I noticed his highly polished brown shoes.
He was carrying a motorcyclist's helmet and wearing a leather jacket.
He spoke, and I was even more impressed. He was Scottish.
From his accent I placed him on the West Coast of Scotland, probably from Glasgow.
|Sometimes I still miss Glasgow.|
He explained that he was a qualified and registered teacher of Science and Maths, and that he had recently moved into the Wellington region and was looking for relief teaching work.
I checked his NZTC registration card against the NZTC database, and it all seemed OK.
As we talked, certain patterns of speech led me to believe that this bloke was ex-mob. (He had been in the British Army)
I promised him that I'd try and get him some relief work soon, but that I couldn't guarantee it, as it was so dependant on teacher illness.
The following week, we had a small epidemic of flu and I called JV (a pseudonym, to protect me and JV) to come in for 3 hours.

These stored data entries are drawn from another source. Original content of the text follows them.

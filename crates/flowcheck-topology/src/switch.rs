//! Switch entities and their per-switch mutable state.

use crate::{Flow, FlowKey, FlowLookup, Group, Link, Report};
use flowcheck_types::{Cookie, Dpid, NodeId};
use parking_lot::{Mutex, MutexGuard};
use std::collections::{BTreeMap, HashMap};

/// Capability set of a switch.
#[derive(Debug, Clone, Copy, PartialEq, Eq, Hash, Default)]
pub enum SwitchKind {
    /// Vendor-neutral switch; no live-query capability.
    #[default]
    Base,
    /// NoviFlow switch; live flows, groups and roles over its CLI.
    Noviflow,
}

impl SwitchKind {
    /// Maps the configuration `type` field to a kind. Unknown or
    /// missing values fall back to the base kind.
    pub fn from_config_name(name: Option<&str>) -> Self {
        match name {
            Some(n) if n.eq_ignore_ascii_case("noviflow") => SwitchKind::Noviflow,
            _ => SwitchKind::Base,
        }
    }
}

/// One switch: immutable identity plus lockable merge state.
///
/// Identity never changes after creation; everything the data sources
/// report lands in [`SwitchState`] behind the switch's own mutex, so
/// concurrent polling workers touching different switches never
/// contend.
#[derive(Debug)]
pub struct Switch {
    pub name: String,
    pub openflow_name: NodeId,
    pub dpid: Dpid,
    pub kind: SwitchKind,
    /// Declared in configuration, as opposed to synthesized from a
    /// controller feed.
    pub expected: bool,
    state: Mutex<SwitchState>,
}

impl Switch {
    pub fn new(name: impl Into<String>, dpid: Dpid, kind: SwitchKind, expected: bool) -> Self {
        Switch {
            name: name.into(),
            openflow_name: dpid.node_id(),
            dpid,
            kind,
            expected,
            state: Mutex::new(SwitchState::default()),
        }
    }

    /// Synthesizes a switch from an `openflow:<dpid>` id seen in a
    /// controller feed. The feed id doubles as the name.
    pub fn from_openflow_name(node: &NodeId) -> Option<Self> {
        let dpid = node.dpid()?;
        Some(Switch::new(
            node.as_str(),
            dpid,
            SwitchKind::Base,
            false,
        ))
    }

    /// `name (openflow-name)`, the label findings use.
    pub fn label(&self) -> String {
        format!("switch {} ({})", self.name, self.openflow_name)
    }

    pub fn state(&self) -> MutexGuard<'_, SwitchState> {
        self.state.lock()
    }

    /// Checks topology membership against the expectation.
    pub fn check_presence(&self, expect_up: bool, include_sr: bool, report: &mut Report) -> bool {
        report.note_checked();
        let subject = self.label();
        let state = self.state();
        let mut ok = true;

        if expect_up {
            if !state.found_openflow_topology {
                report.fail(
                    &subject,
                    format!(
                        "not found in openflow topology (connected: {})",
                        state.found_connected
                    ),
                );
                ok = false;
            }
            if include_sr && !state.found_sr_topology {
                report.fail(&subject, "not found in segment routing topology");
                ok = false;
            }
        } else {
            if state.found_openflow_topology {
                report.fail(&subject, "still present in openflow topology");
                ok = false;
            }
            if include_sr && state.found_sr_topology {
                report.fail(&subject, "still present in segment routing topology");
                ok = false;
            }
        }

        ok
    }
}

/// Mutable per-switch state: discovery flags and the owned link,
/// group and flow collections.
#[derive(Debug, Default)]
pub struct SwitchState {
    pub found_openflow_topology: bool,
    pub found_sr_topology: bool,
    pub found_connected: bool,
    links: BTreeMap<String, Link>,
    groups: BTreeMap<u32, Group>,
    flows: BTreeMap<FlowKey, Flow>,
    cookie_index: HashMap<(Option<u8>, Cookie), FlowKey>,
}

impl SwitchState {
    /// Find-or-create by local port id.
    pub fn link(&mut self, source: &str) -> &mut Link {
        self.links
            .entry(source.to_string())
            .or_insert_with(|| Link::new(source))
    }

    /// Find-or-create by group id.
    pub fn group(&mut self, id: u32) -> &mut Group {
        self.groups.entry(id).or_insert_with(|| Group::new(id))
    }

    /// Find-or-create with the cookie-fallback merge rule.
    ///
    /// Named lookups register their cookie so a later cookie-only
    /// lookup lands on the same flow. A flow first created by cookie
    /// is re-keyed when a named source later claims the same cookie,
    /// keeping one record regardless of arrival order. The cookie
    /// index is scoped per table; a cookie-only lookup with no table
    /// matches the lowest-table registration for that cookie.
    pub fn flow(&mut self, lookup: FlowLookup) -> &mut Flow {
        let key = self.resolve_flow_key(&lookup);

        if let FlowLookup::Named {
            table,
            cookie: Some(cookie),
            ..
        } = &lookup
        {
            self.cookie_index.insert((Some(*table), *cookie), key.clone());
        }

        self.flows
            .entry(key.clone())
            .or_insert_with(|| Flow::new(key))
    }

    fn resolve_flow_key(&mut self, lookup: &FlowLookup) -> FlowKey {
        match lookup {
            FlowLookup::Named {
                table,
                name,
                cookie,
            } => {
                let key = FlowKey::Named {
                    table: *table,
                    name: name.clone(),
                };
                if self.flows.contains_key(&key) {
                    return key;
                }
                // A cookie-keyed record created earlier for the same
                // cookie is this flow; re-key it under its name.
                if let Some(cookie) = cookie {
                    for indexed in [(Some(*table), *cookie), (None, *cookie)] {
                        let existing = self.cookie_index.get(&indexed).cloned();
                        if let Some(old_key @ FlowKey::ByCookie { .. }) = existing {
                            if let Some(mut flow) = self.flows.remove(&old_key) {
                                flow.key = key.clone();
                                self.flows.insert(key.clone(), flow);
                                self.cookie_index.insert(indexed, key.clone());
                                return key;
                            }
                        }
                    }
                }
                key
            }
            FlowLookup::ByCookie { table, cookie } => {
                if let Some(key) = self.cookie_index.get(&(*table, *cookie)) {
                    return key.clone();
                }
                if table.is_some() {
                    if let Some(key) = self.cookie_index.get(&(None, *cookie)).cloned() {
                        self.cookie_index.insert((*table, *cookie), key.clone());
                        return key;
                    }
                }
                if table.is_none() {
                    let mut candidates: Vec<_> = self
                        .cookie_index
                        .iter()
                        .filter(|((_, c), _)| c == cookie)
                        .collect();
                    candidates.sort_by_key(|((t, _), _)| *t);
                    if let Some((_, key)) = candidates.first() {
                        return (*key).clone();
                    }
                }
                let key = FlowKey::ByCookie {
                    table: *table,
                    cookie: *cookie,
                };
                self.cookie_index.insert((*table, *cookie), key.clone());
                key
            }
        }
    }

    pub fn links(&self) -> impl Iterator<Item = &Link> {
        self.links.values()
    }

    pub fn groups(&self) -> impl Iterator<Item = &Group> {
        self.groups.values()
    }

    pub fn flows(&self) -> impl Iterator<Item = &Flow> {
        self.flows.values()
    }

    pub fn link_count(&self) -> usize {
        self.links.len()
    }

    pub fn group_count(&self) -> usize {
        self.groups.len()
    }

    pub fn flow_count(&self) -> usize {
        self.flows.len()
    }
}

Again he turned up in his motorcyclist's gear and I again noticed his highly polished brown shoes, (called bulled shoes in the services) which I thought a little odd.

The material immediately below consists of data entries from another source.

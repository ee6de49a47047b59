//! Shape-tolerant extraction of controller feed payloads.
//!
//! Controller documents are schema-loose: container keys may carry a
//! model-name prefix, entries may omit fields, whole sections may be
//! missing. Extraction never errors; records that cannot be read are
//! skipped.

use flowcheck_types::{Cookie, NodeId};
use serde_json::Value;
use tracing::debug;

/// One link record from a topology document.
#[derive(Debug, Clone, PartialEq, Eq)]
pub struct TopoLink {
    pub source_node: NodeId,
    pub source_port: String,
    pub dest_node: NodeId,
    pub dest_port: String,
}

/// One node from an inventory document, reduced to the fields the
/// merge consumes.
#[derive(Debug, Clone, PartialEq, Eq)]
pub struct InventoryNode {
    pub id: NodeId,
    pub groups: Vec<u32>,
    pub tables: Vec<InventoryTable>,
}

/// One flow table within an inventory node.
#[derive(Debug, Clone, PartialEq, Eq)]
pub struct InventoryTable {
    pub id: u8,
    pub flows: Vec<FlowEntry>,
}

/// One flow within an inventory table.
#[derive(Debug, Clone, PartialEq, Eq)]
pub struct FlowEntry {
    pub name: String,
    pub cookie: Option<Cookie>,
}

/// A calculated-feed reference to a group.
#[derive(Debug, Clone, PartialEq, Eq)]
pub struct GroupRef {
    pub node: NodeId,
    pub group: u32,
}

/// A calculated-feed reference to a flow.
#[derive(Debug, Clone, PartialEq, Eq)]
pub struct FlowRef {
    pub node: NodeId,
    pub table: u8,
    pub name: String,
}

/// Inventory containers appear bare (`group`) or prefixed with the
/// inventory model name (`flow-node-inventory:group`).
fn container<'a>(value: &'a Value, bare: &str) -> Option<&'a Value> {
    value
        .get(bare)
        .or_else(|| value.get(format!("flow-node-inventory:{bare}")))
}

/// Extracts the OpenFlow nodes of an inventory document.
///
/// `group_id_key` names the field carrying the group id; the plain
/// inventories use `group-id` while the forwarding-manager mirror
/// uses `id`.
pub(crate) fn parse_inventory(data: &Value, group_id_key: &str) -> Vec<InventoryNode> {
    let Some(nodes) = data
        .get("nodes")
        .and_then(|nodes| nodes.get("node"))
        .and_then(Value::as_array)
    else {
        return Vec::new();
    };

    let mut result = Vec::new();
    for node in nodes {
        let Some(id) = node.get("id").and_then(Value::as_str) else {
            continue;
        };
        let id = NodeId::from(id);
        if !id.is_openflow() {
            continue;
        }

        let mut groups = Vec::new();
        if let Some(entries) = container(node, "group").and_then(Value::as_array) {
            for group in entries {
                if let Some(group_id) = group
                    .get(group_id_key)
                    .and_then(Value::as_u64)
                    .and_then(|raw| u32::try_from(raw).ok())
                {
                    groups.push(group_id);
                }
            }
        }

        let mut tables = Vec::new();
        if let Some(entries) = container(node, "table").and_then(Value::as_array) {
            for table in entries {
                let Some(table_id) = table
                    .get("id")
                    .and_then(Value::as_u64)
                    .and_then(|raw| u8::try_from(raw).ok())
                else {
                    continue;
                };
                let mut flows = Vec::new();
                if let Some(flow_entries) = container(table, "flow").and_then(Value::as_array) {
                    for flow in flow_entries {
                        let Some(name) = flow.get("id").and_then(Value::as_str) else {
                            continue;
                        };
                        let cookie = flow.get("cookie").and_then(Value::as_u64).map(Cookie::new);
                        flows.push(FlowEntry {
                            name: name.to_string(),
                            cookie,
                        });
                    }
                }
                tables.push(InventoryTable {
                    id: table_id,
                    flows,
                });
            }
        }

        result.push(InventoryNode { id, groups, tables });
    }
    result
}

/// Node ids of a topology document, with host and anycast entries
/// filtered out.
pub(crate) fn parse_topology_node_ids(topology: &Value) -> Vec<NodeId> {
    let Some(nodes) = topology.get("node").and_then(Value::as_array) else {
        return Vec::new();
    };
    nodes
        .iter()
        .filter_map(|node| node.get("node-id").and_then(Value::as_str))
        .map(NodeId::from)
        .filter(|id| !id.is_host() && !id.is_anycast())
        .collect()
}

/// Link records of a topology document, with links touching hosts
/// filtered out.
pub(crate) fn parse_topology_links(topology: &Value) -> Vec<TopoLink> {
    let Some(links) = topology.get("link").and_then(Value::as_array) else {
        return Vec::new();
    };

    let mut result = Vec::new();
    for link in links {
        let source = link.get("source");
        let destination = link.get("destination");
        let fields = (
            source
                .and_then(|s| s.get("source-node"))
                .and_then(Value::as_str),
            source
                .and_then(|s| s.get("source-tp"))
                .and_then(Value::as_str),
            destination
                .and_then(|d| d.get("dest-node"))
                .and_then(Value::as_str),
            destination
                .and_then(|d| d.get("dest-tp"))
                .and_then(Value::as_str),
        );
        let (Some(source_node), Some(source_port), Some(dest_node), Some(dest_port)) = fields
        else {
            debug!("skipping malformed topology link record");
            continue;
        };

        let source_node = NodeId::from(source_node);
        let dest_node = NodeId::from(dest_node);
        if source_node.is_host() || dest_node.is_host() {
            continue;
        }
        result.push(TopoLink {
            source_node,
            source_port: source_port.to_string(),
            dest_node,
            dest_port: dest_port.to_string(),
        });
    }
    result
}

/// Group references of one calculated payload.
pub fn calculated_group_refs(data: &Value) -> Vec<GroupRef> {
    let Some(groups) = data
        .get("calculated-groups")
        .and_then(|groups| groups.get("calculated-group"))
        .and_then(Value::as_array)
    else {
        return Vec::new();
    };
    groups
        .iter()
        .filter_map(|group| {
            let node = group.get("node-id").and_then(Value::as_str)?;
            let id = group
                .get("group-id")
                .and_then(Value::as_u64)
                .and_then(|raw| u32::try_from(raw).ok())?;
            Some(GroupRef {
                node: NodeId::from(node),
                group: id,
            })
        })
        .collect()
}

/// Flow references of one calculated payload.
///
/// Payloads either carry `calculated-flows` directly or nest one such
/// container per node under `calculated-flow-nodes`.
pub fn calculated_flow_refs(data: &Value) -> Vec<FlowRef> {
    let mut refs = Vec::new();
    if let Some(nodes) = data
        .get("calculated-flow-nodes")
        .and_then(|nodes| nodes.get("calculated-flow-node"))
        .and_then(Value::as_array)
    {
        for node in nodes {
            collect_flow_refs(node, &mut refs);
        }
    } else {
        collect_flow_refs(data, &mut refs);
    }
    refs
}

fn collect_flow_refs(data: &Value, refs: &mut Vec<FlowRef>) {
    let Some(flows) = data
        .get("calculated-flows")
        .and_then(|flows| flows.get("calculated-flow"))
        .and_then(Value::as_array)
    else {
        return;
    };
    for flow in flows {
        let fields = (
            flow.get("node-id").and_then(Value::as_str),
            flow.get("flow-name").and_then(Value::as_str),
            flow.get("table-id")
                .and_then(Value::as_u64)
                .and_then(|raw| u8::try_from(raw).ok()),
        );
        let (Some(node), Some(name), Some(table)) = fields else {
            continue;
        };
        refs.push(FlowRef {
            node: NodeId::from(node),
            table,
            name: name.to_string(),
        });
    }
}

/// Owner string of an entity-owners query response.
pub(crate) fn parse_entity_owner(data: &Value) -> Option<String> {
    data.get("entity")?
        .as_array()?
        .first()?
        .get("owner")?
        .as_str()
        .map(str::to_string)
}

Most soldiers have at least one pair of extremely highly polished shoes or boots for parade use, but we don't tend to use them for every day events, and certainly not for riding a motorbike, where the chances are they'll become badly scratched.
I always ask for new relievers to come in and have a chat after their first session of teaching, and I like to do a quick evaluation on their mental state at such times.
|My mental state after a day of teaching at NLHS|
He seemed to have survived, and without the usual twitches and stunned look I often see. I completed his forms and he started to chat.
He just wouldn't stop, he just went on and on and on. I had lots of work to do, but he wouldn't take the hint and kept on talking.
He started to talk about his time in the Balkans, and as he talked I became aware of some little oddities in his stories.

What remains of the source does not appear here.